Information supplied
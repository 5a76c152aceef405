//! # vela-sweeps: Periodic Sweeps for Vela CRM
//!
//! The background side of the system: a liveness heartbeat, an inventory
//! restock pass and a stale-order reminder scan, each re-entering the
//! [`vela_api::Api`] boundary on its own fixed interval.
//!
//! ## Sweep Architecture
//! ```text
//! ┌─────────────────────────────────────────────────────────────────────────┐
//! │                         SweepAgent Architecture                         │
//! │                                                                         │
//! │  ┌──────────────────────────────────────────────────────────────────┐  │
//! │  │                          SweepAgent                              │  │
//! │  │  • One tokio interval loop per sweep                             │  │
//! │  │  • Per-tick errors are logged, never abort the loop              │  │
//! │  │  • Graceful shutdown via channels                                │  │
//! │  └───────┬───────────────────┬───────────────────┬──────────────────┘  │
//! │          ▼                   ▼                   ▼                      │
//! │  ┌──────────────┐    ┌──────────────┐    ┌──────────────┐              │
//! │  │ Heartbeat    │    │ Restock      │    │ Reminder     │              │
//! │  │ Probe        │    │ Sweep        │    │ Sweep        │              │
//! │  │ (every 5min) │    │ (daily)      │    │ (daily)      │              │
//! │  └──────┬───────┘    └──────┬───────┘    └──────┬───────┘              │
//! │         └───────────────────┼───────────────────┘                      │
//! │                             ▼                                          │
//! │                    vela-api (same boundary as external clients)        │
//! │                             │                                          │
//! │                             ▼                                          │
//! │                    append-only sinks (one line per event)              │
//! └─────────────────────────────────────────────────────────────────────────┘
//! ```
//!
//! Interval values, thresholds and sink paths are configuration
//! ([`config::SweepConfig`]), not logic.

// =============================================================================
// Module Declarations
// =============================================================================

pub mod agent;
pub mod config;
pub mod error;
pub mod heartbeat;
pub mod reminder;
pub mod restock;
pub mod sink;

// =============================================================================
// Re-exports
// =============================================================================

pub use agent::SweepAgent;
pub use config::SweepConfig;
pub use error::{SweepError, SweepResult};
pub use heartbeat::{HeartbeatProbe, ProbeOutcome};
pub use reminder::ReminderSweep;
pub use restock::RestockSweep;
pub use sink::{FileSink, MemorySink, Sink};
---
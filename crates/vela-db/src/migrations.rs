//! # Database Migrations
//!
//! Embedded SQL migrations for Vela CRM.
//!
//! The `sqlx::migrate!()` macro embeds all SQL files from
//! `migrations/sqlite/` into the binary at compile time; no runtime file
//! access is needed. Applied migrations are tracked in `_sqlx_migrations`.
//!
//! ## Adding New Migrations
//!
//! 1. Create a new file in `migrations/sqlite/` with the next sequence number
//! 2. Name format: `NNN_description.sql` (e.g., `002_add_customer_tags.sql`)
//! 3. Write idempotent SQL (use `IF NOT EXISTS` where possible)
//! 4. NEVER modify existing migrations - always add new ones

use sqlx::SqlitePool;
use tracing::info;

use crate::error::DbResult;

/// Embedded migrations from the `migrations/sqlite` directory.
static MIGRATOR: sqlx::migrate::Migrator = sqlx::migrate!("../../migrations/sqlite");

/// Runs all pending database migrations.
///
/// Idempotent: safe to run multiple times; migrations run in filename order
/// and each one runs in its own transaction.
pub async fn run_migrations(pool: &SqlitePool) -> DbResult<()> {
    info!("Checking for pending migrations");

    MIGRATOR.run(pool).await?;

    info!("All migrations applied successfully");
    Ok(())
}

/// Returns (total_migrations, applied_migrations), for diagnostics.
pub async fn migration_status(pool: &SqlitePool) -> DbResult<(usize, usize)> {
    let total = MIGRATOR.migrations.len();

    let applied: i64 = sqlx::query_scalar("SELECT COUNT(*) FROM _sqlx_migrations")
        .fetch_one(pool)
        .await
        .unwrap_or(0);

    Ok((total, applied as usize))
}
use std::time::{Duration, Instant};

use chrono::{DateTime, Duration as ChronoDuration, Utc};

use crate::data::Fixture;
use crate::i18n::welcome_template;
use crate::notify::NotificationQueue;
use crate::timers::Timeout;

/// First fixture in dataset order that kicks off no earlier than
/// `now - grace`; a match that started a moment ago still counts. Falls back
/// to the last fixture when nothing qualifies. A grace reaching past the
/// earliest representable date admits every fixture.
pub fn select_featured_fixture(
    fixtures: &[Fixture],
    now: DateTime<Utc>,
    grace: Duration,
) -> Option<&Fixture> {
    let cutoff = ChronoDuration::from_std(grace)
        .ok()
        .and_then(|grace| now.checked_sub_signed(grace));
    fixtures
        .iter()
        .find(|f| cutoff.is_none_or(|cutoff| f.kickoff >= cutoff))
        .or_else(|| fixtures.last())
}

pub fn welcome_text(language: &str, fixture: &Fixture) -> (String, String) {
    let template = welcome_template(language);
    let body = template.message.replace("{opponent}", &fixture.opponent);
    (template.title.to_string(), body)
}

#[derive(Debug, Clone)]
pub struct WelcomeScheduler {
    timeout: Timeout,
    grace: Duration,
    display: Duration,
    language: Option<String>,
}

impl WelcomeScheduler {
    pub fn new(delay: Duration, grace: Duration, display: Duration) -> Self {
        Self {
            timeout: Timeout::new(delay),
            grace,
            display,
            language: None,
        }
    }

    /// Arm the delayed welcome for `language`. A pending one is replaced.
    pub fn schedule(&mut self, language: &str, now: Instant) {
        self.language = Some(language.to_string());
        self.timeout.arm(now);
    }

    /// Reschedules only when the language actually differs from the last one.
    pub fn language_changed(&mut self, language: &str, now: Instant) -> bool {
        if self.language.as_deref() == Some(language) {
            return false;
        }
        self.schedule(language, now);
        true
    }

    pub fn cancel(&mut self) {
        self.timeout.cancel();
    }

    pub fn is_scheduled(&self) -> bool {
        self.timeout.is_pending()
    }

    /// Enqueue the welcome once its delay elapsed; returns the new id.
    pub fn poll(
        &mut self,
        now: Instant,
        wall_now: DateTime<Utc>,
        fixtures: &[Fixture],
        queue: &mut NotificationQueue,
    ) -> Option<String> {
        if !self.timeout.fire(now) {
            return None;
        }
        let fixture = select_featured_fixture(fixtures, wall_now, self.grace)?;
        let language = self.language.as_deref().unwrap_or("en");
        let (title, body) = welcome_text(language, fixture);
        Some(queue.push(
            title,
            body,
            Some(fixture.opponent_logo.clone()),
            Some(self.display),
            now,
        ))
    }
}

What is required
State how many lines of the records contain the word "Option". Give that number alone.

Response for this exercise
3